While attending the 1998 Cannes Film Festival, Chris McKenna's interest in Transylvania-inspired settings caused him to conceive an evil scientist film like Frankenstein (1931) that has all of its common tropes twisted; the hunchback is smart instead of dumb, the scientist's creation is friendly instead of monstrous, the evil scientist isn't intelligent, and the jar brain is stupid. In the 2000s, the increasing amount of cheap technology led smaller, independent companies to produce films in the animation industry; one of them was Exodus, where its film Igor was the first feature-length animation to be budgeted entirely with private equity. McKenna pitched his idea to the California-based Exodus Film Group as a three-paper treatment, instead of as a presentation of drawings and concept art usual for pitching animated features; the company accepted and instructed investors worldwide to finance the film. According to Exodus president John D. Eraklis, "We chose it because it was the most original concept that we had come across in years and Chris McKenna is a brilliant writer."

The Exodus project was first announced on September 7, 2004, with the involvements of McKenna, executive producer Max Howard, and 50 to 75 animators from the studio ElectroAge revealed.

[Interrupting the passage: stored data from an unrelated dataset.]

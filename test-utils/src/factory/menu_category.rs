//! Menu category factory.

use crate::factory::helpers::next_id;
use sea_orm::{ActiveModelTrait, ActiveValue, DatabaseConnection, DbErr};

pub struct MenuCategoryFactory<'a> {
    db: &'a DatabaseConnection,
    restaurant_id: i32,
    name: String,
}

impl<'a> MenuCategoryFactory<'a> {
    /// Creates a new factory for a category of `restaurant_id`, named `"Category {id}"` by default.
    pub fn new(db: &'a DatabaseConnection, restaurant_id: i32) -> Self {
        Self {
            db,
            restaurant_id,
            name: format!("Category {}", next_id()),
        }
    }

    pub fn name(mut self, name: impl Into<String>) -> Self {
        self.name = name.into();
        self
    }

    pub async fn build(self) -> Result<entity::menu_category::Model, DbErr> {
        entity::menu_category::ActiveModel {
            id: ActiveValue::NotSet,
            restaurant_id: ActiveValue::Set(self.restaurant_id),
            name: ActiveValue::Set(self.name),
        }
        .insert(self.db)
        .await
    }
}

pub async fn create_menu_category(
    db: &DatabaseConnection,
    restaurant_id: i32,
) -> Result<entity::menu_category::Model, DbErr> {
    MenuCategoryFactory::new(db, restaurant_id).build().await
}
use super::*;

/// Expected: Ok with max_count changed and name untouched
#[tokio::test]
async fn updates_max_count() -> Result<(), DbErr> {
    let test = TestBuilder::new()
        .with_menu_tables()
        .build()
        .await
        .unwrap();
    let db = test.db.as_ref().unwrap();

    let tree = factory::helpers::create_menu_tree(db).await?;

    let repo = OptionGroupRepository::new(db);
    let updated = repo
        .update(UpdateGroupParam {
            id: tree.group.id,
            max_count: Some(3),
            ..Default::default()
        })
        .await?;

    assert_eq!(updated.max_count, 3);
    assert_eq!(updated.name, tree.group.name);

    Ok(())
}
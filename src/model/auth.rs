use serde::{Deserialize, Serialize};
use utoipa::{IntoParams, ToSchema};
use validator::Validate;

#[derive(Debug, Clone, Deserialize, IntoParams, Validate)]
pub struct CheckEmailQuery {
    #[validate(email)]
    pub email: String,
}

#[derive(Debug, Clone, Serialize, Deserialize, ToSchema, Validate)]
pub struct SignInDto {
    #[validate(email)]
    pub email: String,
    #[validate(length(min = 1))]
    pub password: String,
}

/// Token pair issued on sign in.
#[derive(Debug, Clone, PartialEq, Serialize, Deserialize, ToSchema)]
pub struct TokenPairDto {
    pub access_token: String,
    pub refresh_token: String,
}

/// Fresh access token issued from a refresh token.
#[derive(Debug, Clone, PartialEq, Serialize, Deserialize, ToSchema)]
pub struct AccessTokenDto {
    pub access_token: String,
}

#[derive(Debug, Clone, Serialize, Deserialize, ToSchema, Validate)]
pub struct CheckPasswordDto {
    #[validate(length(min = 1))]
    pub password: String,
}

#[derive(Debug, Clone, Serialize, Deserialize, ToSchema, Validate)]
pub struct EditPasswordDto {
    #[validate(length(min = 8, max = 128))]
    pub password: String,
}
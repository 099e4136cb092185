use super::*;

/// Expected: Ok(User) for the token subject
#[tokio::test]
async fn resolves_user_from_bearer_token() -> Result<(), DbErr> {
    let test = TestBuilder::new()
        .with_account_tables()
        .build()
        .await
        .unwrap();
    let db = test.db.as_ref().unwrap();
    let user = factory::create_user(db).await?;

    let tokens = tokens();
    let pair = tokens.issue_pair(AccountKind::User, &user.email).unwrap();
    let headers = headers(Some(&format!("Bearer {}", pair.access_token)), None);

    let resolved = AuthGuard::new(db, &tokens, &headers).user().await.unwrap();

    assert_eq!(resolved.id, user.id);

    Ok(())
}

/// Tests a restaurant token cannot be used on user routes.
///
/// Expected: Err(AuthError::TokenKindMismatch)
#[tokio::test]
async fn rejects_restaurant_token() -> Result<(), DbErr> {
    let test = TestBuilder::new()
        .with_account_tables()
        .build()
        .await
        .unwrap();
    let db = test.db.as_ref().unwrap();
    let restaurant = factory::create_restaurant(db).await?;

    let tokens = tokens();
    let pair = tokens
        .issue_pair(AccountKind::Restaurant, &restaurant.email)
        .unwrap();
    let headers = headers(Some(&pair.access_token), None);

    let err = assert_auth_err(AuthGuard::new(db, &tokens, &headers).user().await);

    assert!(matches!(err, AuthError::TokenKindMismatch { .. }));

    Ok(())
}

/// Expected: Err(AuthError::MissingToken) when only the access header is set
#[tokio::test]
async fn refresh_requires_refresh_header() -> Result<(), DbErr> {
    let test = TestBuilder::new()
        .with_account_tables()
        .build()
        .await
        .unwrap();
    let db = test.db.as_ref().unwrap();
    let user = factory::create_user(db).await?;

    let tokens = tokens();
    let pair = tokens.issue_pair(AccountKind::User, &user.email).unwrap();
    let headers = headers(Some(&pair.refresh_token), None);

    let err = assert_auth_err(AuthGuard::new(db, &tokens, &headers).user_refresh().await);

    assert!(matches!(err, AuthError::MissingToken(_)));

    Ok(())
}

Exodus was developing the film as part of a $50 million fund that also included The Hero of Color City and Amarillo Armadillo; Igor made up a chunk of the fund, being budgeted at $30 million. The original plan was to produce a short film, titled Igor: Unholy Frijoles, that would get the producers comfortable with making a feature-length film and serve as a launch for a longer version of Igor to be released in 2007. The seven-minute short was also going to premiere in festivals before being distributed.

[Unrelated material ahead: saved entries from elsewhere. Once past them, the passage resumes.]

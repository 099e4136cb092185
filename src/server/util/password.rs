//! Argon2 password hashing.
//!
//! Argon2 is CPU-bound, so both operations run on the blocking thread pool.

use argon2::{
    password_hash::{rand_core::OsRng, PasswordHash, PasswordHasher, PasswordVerifier, SaltString},
    Argon2,
};

use crate::server::error::{internal::InternalError, AppError};

/// Hashes a plaintext password into a PHC string with a random salt.
///
/// # Returns
/// - `Ok(String)` - PHC-formatted Argon2 hash
/// - `Err(AppError::InternalErr(PasswordHash))` - Hashing failed
/// - `Err(AppError::InternalErr(BlockingTask))` - Hashing task panicked or was cancelled
pub async fn hash_password(password: &str) -> Result<String, AppError> {
    let password = password.to_owned();

    tokio::task::spawn_blocking(move || {
        let salt = SaltString::generate(&mut OsRng);

        Argon2::default()
            .hash_password(password.as_bytes(), &salt)
            .map(|hash| hash.to_string())
            .map_err(|e| InternalError::PasswordHash(e.to_string()))
    })
    .await
    .map_err(InternalError::BlockingTask)?
    .map_err(AppError::from)
}

/// Checks a plaintext password against a stored PHC hash.
///
/// # Returns
/// - `Ok(true)` - Password matches
/// - `Ok(false)` - Password does not match
/// - `Err(AppError::InternalErr(PasswordHash))` - Stored hash is unparsable
pub async fn verify_password(password: &str, hash: &str) -> Result<bool, AppError> {
    let password = password.to_owned();
    let hash = hash.to_owned();

    tokio::task::spawn_blocking(move || -> Result<bool, InternalError> {
        let parsed =
            PasswordHash::new(&hash).map_err(|e| InternalError::PasswordHash(e.to_string()))?;

        Ok(Argon2::default()
            .verify_password(password.as_bytes(), &parsed)
            .is_ok())
    })
    .await
    .map_err(InternalError::BlockingTask)?
    .map_err(AppError::from)
}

In a November 2005 interview, Howard announced that the rigging and voice recording for the short was completed and that storyboards were nearly finished for the animation to start soon; he also shared about the film's content, "This is a slightly edgier picture we're dealing with. We're taking a tongue-in-cheek look at the horror genre, in particular, Frankenstein stories but taken from Igor's point of view. There's sort of an underclass were you're born an Igor and you can only aspire to be an Igor, but, of course, he has greater aspirations than that. It's not supposed to be scary, but there's a gross-out value, which we hope kids will really enjoy. We're not making a soft, preschool property either." In early 2006, in addition to making ways into festivals, DVDs of Igor: Unholy Frijoles were being sold by Exodus to those who invested a minimum of $30,000 in the feature film's budget; in documents, Exodus enticed investors by citing a 2004 Dove Foundation study regarding the superior amount of profitability of G-rated films over R-rated motion pictures.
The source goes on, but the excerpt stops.